▶ THE TASK:
Line filter on the word "SearchRequest": copy each matching line from the entries.
RECORDS SUPPLIED START
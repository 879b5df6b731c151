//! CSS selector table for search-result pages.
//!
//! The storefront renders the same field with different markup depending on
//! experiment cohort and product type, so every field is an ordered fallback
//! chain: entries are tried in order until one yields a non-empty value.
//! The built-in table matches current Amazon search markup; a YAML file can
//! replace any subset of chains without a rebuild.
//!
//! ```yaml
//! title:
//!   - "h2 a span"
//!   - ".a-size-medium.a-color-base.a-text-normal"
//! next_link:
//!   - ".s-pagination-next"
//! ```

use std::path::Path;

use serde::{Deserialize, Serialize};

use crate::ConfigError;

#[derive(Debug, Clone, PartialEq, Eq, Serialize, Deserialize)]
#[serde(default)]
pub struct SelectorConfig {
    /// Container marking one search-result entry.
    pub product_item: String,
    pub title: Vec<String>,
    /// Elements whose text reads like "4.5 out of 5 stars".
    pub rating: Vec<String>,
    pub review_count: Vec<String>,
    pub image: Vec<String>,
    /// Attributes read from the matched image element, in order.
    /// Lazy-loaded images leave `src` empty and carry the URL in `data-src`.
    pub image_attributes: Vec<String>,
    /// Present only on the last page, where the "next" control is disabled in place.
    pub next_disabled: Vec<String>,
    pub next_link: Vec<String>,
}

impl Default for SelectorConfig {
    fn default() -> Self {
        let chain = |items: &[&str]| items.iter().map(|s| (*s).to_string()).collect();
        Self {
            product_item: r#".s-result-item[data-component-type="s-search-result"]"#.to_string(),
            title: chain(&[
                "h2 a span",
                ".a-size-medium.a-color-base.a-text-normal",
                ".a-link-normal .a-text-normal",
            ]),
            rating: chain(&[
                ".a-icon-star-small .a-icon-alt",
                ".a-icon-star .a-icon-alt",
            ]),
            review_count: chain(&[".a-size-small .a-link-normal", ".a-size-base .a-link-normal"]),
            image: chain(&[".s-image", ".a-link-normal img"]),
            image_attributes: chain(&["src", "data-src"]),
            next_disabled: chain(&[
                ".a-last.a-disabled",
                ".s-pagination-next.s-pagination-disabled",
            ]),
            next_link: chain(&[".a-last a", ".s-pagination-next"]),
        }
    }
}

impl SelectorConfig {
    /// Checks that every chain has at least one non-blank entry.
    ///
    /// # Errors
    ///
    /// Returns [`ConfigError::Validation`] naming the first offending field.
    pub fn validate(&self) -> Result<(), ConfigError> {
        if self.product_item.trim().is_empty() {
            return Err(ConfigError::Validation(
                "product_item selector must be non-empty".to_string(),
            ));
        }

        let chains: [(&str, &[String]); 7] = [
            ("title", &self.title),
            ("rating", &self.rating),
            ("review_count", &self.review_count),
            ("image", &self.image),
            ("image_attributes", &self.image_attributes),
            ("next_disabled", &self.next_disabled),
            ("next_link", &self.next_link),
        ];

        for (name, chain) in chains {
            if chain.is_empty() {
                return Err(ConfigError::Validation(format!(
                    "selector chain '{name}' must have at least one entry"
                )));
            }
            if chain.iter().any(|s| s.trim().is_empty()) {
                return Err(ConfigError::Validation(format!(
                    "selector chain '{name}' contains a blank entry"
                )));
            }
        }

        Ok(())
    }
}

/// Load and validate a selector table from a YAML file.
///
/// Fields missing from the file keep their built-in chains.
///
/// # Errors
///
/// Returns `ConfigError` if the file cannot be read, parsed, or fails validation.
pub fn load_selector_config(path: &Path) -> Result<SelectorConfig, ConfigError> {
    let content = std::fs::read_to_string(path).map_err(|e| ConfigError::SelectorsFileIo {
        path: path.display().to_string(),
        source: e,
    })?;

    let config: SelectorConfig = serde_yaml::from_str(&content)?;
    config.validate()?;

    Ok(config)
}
RECORDS SUPPLIED END
RECORDS SUPPLIED START
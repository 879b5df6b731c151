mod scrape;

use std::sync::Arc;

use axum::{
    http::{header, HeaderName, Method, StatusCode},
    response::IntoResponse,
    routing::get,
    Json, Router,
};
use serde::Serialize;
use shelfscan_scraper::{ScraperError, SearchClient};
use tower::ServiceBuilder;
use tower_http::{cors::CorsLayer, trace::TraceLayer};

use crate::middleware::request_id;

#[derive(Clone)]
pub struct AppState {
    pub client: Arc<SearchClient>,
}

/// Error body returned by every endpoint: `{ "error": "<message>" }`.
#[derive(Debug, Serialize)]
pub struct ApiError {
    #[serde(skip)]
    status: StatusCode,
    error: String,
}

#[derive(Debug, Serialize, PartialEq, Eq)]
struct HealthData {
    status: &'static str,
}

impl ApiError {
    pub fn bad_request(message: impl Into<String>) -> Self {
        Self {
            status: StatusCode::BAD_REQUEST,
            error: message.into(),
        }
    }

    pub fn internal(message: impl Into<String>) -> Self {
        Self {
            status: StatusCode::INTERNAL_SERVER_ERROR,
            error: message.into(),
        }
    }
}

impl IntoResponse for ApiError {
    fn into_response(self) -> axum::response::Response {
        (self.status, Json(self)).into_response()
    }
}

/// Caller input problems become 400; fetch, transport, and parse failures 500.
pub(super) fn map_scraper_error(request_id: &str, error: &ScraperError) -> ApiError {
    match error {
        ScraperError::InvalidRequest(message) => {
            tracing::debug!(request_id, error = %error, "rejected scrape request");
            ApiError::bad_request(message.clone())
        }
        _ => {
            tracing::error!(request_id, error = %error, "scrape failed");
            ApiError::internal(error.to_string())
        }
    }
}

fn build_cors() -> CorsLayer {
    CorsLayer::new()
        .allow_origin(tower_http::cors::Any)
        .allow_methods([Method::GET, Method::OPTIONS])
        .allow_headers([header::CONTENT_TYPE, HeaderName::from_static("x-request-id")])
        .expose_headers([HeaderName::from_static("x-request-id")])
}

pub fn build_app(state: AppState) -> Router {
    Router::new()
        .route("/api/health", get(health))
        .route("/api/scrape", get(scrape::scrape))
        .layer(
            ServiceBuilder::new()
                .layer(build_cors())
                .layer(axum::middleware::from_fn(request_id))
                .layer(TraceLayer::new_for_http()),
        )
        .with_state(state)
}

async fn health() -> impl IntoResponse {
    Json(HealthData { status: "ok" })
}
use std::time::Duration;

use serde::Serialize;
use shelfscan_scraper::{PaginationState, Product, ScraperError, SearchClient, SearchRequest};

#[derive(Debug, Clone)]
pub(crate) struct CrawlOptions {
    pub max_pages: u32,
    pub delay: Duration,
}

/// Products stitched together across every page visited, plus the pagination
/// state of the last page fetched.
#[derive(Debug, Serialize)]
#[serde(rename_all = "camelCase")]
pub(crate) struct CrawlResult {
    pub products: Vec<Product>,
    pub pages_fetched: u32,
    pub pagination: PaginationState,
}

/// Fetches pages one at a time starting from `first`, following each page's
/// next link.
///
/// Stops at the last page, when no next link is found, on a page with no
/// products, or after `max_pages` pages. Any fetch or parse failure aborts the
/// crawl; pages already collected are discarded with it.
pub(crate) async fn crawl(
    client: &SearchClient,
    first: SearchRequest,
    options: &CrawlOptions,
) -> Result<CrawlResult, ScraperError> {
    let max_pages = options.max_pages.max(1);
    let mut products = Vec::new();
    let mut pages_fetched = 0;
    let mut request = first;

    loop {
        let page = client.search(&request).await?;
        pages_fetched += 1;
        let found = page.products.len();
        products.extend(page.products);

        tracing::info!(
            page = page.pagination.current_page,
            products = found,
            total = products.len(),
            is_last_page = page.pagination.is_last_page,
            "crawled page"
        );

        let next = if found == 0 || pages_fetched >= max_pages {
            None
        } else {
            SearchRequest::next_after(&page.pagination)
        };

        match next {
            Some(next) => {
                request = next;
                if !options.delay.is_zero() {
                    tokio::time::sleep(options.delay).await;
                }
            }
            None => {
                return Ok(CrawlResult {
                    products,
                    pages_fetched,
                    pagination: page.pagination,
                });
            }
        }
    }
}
RECORDS SUPPLIED END
▶ SOLUTION TO THIS TASK:
use shelfscan_scraper::{PaginationState, Product, ScraperError, SearchClient, SearchRequest};
    first: SearchRequest,
            SearchRequest::next_after(&page.pagination)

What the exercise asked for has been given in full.